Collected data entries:
========================================
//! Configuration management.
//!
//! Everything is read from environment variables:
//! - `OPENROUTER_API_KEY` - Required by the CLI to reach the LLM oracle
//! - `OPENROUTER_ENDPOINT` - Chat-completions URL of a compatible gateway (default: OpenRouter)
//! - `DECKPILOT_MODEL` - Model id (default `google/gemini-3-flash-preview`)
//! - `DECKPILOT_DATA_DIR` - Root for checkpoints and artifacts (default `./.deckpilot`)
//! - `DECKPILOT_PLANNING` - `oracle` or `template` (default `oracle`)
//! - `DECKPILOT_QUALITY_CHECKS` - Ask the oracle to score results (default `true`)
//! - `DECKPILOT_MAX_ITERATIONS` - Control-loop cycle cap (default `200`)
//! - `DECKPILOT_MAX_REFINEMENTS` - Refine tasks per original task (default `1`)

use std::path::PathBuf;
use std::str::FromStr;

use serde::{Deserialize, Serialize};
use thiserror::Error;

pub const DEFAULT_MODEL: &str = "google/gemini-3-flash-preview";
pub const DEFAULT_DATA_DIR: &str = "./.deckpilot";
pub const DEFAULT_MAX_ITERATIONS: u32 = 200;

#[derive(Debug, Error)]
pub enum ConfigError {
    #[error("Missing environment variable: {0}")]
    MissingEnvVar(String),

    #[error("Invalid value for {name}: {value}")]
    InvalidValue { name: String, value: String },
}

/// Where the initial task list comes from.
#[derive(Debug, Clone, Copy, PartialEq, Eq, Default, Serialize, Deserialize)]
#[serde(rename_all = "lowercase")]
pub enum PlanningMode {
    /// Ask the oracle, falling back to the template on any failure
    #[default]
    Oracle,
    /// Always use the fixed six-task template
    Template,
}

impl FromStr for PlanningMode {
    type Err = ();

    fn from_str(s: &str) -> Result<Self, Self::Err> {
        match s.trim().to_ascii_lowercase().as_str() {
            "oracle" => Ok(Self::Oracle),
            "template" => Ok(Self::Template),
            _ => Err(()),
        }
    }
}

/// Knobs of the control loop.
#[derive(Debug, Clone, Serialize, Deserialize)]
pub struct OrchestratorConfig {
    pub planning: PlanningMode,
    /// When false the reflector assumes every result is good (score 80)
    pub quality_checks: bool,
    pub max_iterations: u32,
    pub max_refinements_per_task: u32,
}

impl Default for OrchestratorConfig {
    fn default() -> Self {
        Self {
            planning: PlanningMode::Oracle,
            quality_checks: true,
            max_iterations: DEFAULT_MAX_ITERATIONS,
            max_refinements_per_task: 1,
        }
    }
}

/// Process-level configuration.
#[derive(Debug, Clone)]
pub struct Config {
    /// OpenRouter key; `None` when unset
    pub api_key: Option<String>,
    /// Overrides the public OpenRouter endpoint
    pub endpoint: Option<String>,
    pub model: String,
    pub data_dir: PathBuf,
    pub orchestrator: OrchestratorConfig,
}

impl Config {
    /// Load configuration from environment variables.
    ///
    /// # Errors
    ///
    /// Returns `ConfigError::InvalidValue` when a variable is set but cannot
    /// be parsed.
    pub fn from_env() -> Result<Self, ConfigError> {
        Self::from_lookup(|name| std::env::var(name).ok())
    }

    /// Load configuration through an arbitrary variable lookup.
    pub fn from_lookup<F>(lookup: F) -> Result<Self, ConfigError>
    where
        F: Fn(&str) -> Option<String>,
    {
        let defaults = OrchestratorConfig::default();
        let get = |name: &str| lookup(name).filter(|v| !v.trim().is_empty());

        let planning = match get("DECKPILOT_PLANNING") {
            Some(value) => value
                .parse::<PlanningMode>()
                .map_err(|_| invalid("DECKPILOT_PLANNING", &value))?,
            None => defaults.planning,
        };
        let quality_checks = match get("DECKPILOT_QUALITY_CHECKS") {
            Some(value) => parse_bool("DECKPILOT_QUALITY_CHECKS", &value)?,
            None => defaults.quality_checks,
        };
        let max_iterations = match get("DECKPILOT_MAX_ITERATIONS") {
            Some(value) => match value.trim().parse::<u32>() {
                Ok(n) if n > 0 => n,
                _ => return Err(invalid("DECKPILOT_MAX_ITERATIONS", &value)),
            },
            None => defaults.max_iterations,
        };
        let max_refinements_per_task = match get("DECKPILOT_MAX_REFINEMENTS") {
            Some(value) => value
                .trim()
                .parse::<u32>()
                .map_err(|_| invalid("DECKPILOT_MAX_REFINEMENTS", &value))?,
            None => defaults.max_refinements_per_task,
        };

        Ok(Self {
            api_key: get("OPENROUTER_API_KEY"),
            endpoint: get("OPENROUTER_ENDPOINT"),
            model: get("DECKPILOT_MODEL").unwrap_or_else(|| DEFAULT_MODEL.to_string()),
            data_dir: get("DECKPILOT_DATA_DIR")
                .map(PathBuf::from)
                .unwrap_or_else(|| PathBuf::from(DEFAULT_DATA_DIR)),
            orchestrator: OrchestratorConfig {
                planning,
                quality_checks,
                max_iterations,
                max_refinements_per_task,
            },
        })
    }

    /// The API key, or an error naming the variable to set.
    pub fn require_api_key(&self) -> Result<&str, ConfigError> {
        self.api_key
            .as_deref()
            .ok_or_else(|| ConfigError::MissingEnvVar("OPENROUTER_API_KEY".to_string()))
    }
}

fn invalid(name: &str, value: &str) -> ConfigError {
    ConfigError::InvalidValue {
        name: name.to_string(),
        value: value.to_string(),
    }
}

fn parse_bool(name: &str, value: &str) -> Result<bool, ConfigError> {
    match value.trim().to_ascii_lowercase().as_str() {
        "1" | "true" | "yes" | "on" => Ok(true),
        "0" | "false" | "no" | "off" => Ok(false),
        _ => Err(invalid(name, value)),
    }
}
========================================
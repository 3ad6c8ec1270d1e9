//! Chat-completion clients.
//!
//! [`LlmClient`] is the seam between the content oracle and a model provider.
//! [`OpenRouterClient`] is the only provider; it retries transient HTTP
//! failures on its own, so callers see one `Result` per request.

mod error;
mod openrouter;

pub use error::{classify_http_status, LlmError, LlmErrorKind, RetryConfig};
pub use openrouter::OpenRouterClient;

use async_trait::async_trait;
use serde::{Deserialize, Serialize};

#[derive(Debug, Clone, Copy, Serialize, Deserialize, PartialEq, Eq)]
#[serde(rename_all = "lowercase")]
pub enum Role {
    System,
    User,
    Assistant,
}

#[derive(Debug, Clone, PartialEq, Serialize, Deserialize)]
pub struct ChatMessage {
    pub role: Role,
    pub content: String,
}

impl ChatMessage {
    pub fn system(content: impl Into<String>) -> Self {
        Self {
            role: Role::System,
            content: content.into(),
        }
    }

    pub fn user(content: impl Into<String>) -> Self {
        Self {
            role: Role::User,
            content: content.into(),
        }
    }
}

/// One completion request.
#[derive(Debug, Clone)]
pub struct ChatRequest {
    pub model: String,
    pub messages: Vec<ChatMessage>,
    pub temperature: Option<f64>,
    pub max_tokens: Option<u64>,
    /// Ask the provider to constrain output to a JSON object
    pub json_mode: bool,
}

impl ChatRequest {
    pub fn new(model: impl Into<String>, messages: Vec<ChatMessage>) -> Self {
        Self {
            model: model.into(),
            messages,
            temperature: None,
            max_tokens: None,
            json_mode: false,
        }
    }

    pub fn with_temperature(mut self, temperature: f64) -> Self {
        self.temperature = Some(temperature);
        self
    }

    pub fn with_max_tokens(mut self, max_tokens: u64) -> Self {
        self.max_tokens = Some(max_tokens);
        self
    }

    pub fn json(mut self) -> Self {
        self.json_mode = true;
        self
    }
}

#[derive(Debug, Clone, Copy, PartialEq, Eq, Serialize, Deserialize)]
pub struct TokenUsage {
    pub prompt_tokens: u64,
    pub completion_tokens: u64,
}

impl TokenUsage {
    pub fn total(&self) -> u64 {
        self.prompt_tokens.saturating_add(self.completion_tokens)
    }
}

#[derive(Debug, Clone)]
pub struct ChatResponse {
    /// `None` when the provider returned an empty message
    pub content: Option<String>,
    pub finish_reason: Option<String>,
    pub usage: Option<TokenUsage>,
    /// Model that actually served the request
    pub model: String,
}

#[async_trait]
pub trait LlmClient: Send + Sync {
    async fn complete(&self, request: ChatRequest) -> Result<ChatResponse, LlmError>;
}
========================================
As listed above, the lines from the line with "pub fn from_lookup<F>(lookup: F)" to the line with "Ok(n) if n >" are to be echoed exactly, with both ends included and nothing added.

    pub fn from_lookup<F>(lookup: F) -> Result<Self, ConfigError>
    where
        F: Fn(&str) -> Option<String>,
    {
        let defaults = OrchestratorConfig::default();
        let get = |name: &str| lookup(name).filter(|v| !v.trim().is_empty());

        let planning = match get("DECKPILOT_PLANNING") {
            Some(value) => value
                .parse::<PlanningMode>()
                .map_err(|_| invalid("DECKPILOT_PLANNING", &value))?,
            None => defaults.planning,
        };
        let quality_checks = match get("DECKPILOT_QUALITY_CHECKS") {
            Some(value) => parse_bool("DECKPILOT_QUALITY_CHECKS", &value)?,
            None => defaults.quality_checks,
        };
        let max_iterations = match get("DECKPILOT_MAX_ITERATIONS") {
            Some(value) => match value.trim().parse::<u32>() {
                Ok(n) if n > 0 => n,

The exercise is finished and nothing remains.